◆ **Problem**
Note how many lines in the entries contain the string "Result", then give that number and nothing else.

[Saved data entries]
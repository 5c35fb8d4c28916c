use crate::domain::model::{GeoPolygon, Schedule, ZoneMatch};
use crate::domain::ports::ZoneLookup;
use crate::utils::error::{Result, SurveyError};
use async_trait::async_trait;
use reqwest::Client;
use serde::Deserialize;

/// HTTP client for the spatial zoning service. POSTs the parcel polygon and
/// expects an ordered array of matching zone rows.
#[derive(Debug, Clone)]
pub struct HttpZoneService {
    client: Client,
    endpoint: String,
}

#[derive(Debug, Deserialize)]
struct ZoneRow {
    schedule: String,
    purpose: String,
}

impl HttpZoneService {
    pub fn new(endpoint: String) -> Self {
        Self {
            client: Client::new(),
            endpoint,
        }
    }
}

#[async_trait]
impl ZoneLookup for HttpZoneService {
    async fn zones_containing(&self, polygon: &GeoPolygon) -> Result<Vec<ZoneMatch>> {
        tracing::debug!("Querying zoning service at {}", self.endpoint);

        let response = self
            .client
            .post(&self.endpoint)
            .json(&serde_json::json!({ "geometry": polygon }))
            .send()
            .await
            .map_err(|e| SurveyError::ZoneLookupUnavailable {
                reason: e.to_string(),
            })?;

        if !response.status().is_success() {
            return Err(SurveyError::ZoneLookupUnavailable {
                reason: format!("zoning service answered {}", response.status()),
            });
        }

        let rows: Vec<ZoneRow> =
            response
                .json()
                .await
                .map_err(|e| SurveyError::ZoneLookupUnavailable {
                    reason: format!("malformed zoning response: {}", e),
                })?;

        rows.into_iter()
            .map(|row| {
                Ok(ZoneMatch {
                    schedule: Schedule::parse(&row.schedule)?,
                    purpose: row.purpose,
                })
            })
            .collect()
    }
}

#[cfg(test)]
mod tests {
    use super::*;
    use crate::core::polygon::close_ring;
    use crate::domain::model::GeographicPoint;
    use httpmock::prelude::*;

    fn test_polygon() -> GeoPolygon {
        let ring = close_ring(vec![
            GeographicPoint { longitude: 7.0, latitude: 6.4 },
            GeographicPoint { longitude: 7.1, latitude: 6.4 },
            GeographicPoint { longitude: 7.1, latitude: 6.5 },
        ])
        .unwrap();
        GeoPolygon::from_ring(&ring)
    }

    #[tokio::test]
    async fn test_matches_parsed_in_order() {
        let server = MockServer::start();
        let mock = server.mock(|when, then| {
            when.method(POST).path("/zones/query");
            then.status(200).json_body(serde_json::json!([
                {"schedule": "B", "purpose": "Residential"},
                {"schedule": "C", "purpose": "Mixed use"}
            ]));
        });

        let service = HttpZoneService::new(server.url("/zones/query"));
        let matches = service.zones_containing(&test_polygon()).await.unwrap();

        mock.assert();
        assert_eq!(matches.len(), 2);
        assert_eq!(matches[0].schedule, Schedule::B);
        assert_eq!(matches[1].purpose, "Mixed use");
    }

    #[tokio::test]
    async fn test_server_error_maps_to_unavailable() {
        let server = MockServer::start();
        server.mock(|when, then| {
            when.method(POST).path("/zones/query");
            then.status(500);
        });

        let service = HttpZoneService::new(server.url("/zones/query"));
        let err = service.zones_containing(&test_polygon()).await.unwrap_err();
        assert!(matches!(err, SurveyError::ZoneLookupUnavailable { .. }));
    }

    #[tokio::test]
    async fn test_unknown_schedule_letter_rejected() {
        let server = MockServer::start();
        server.mock(|when, then| {
            when.method(POST).path("/zones/query");
            then.status(200)
                .json_body(serde_json::json!([{"schedule": "Z", "purpose": "???"}]));
        });

        let service = HttpZoneService::new(server.url("/zones/query"));
        let err = service.zones_containing(&test_polygon()).await.unwrap_err();
        assert!(matches!(err, SurveyError::InvalidSchedule { .. }));
    }
}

◆ **Written response**
2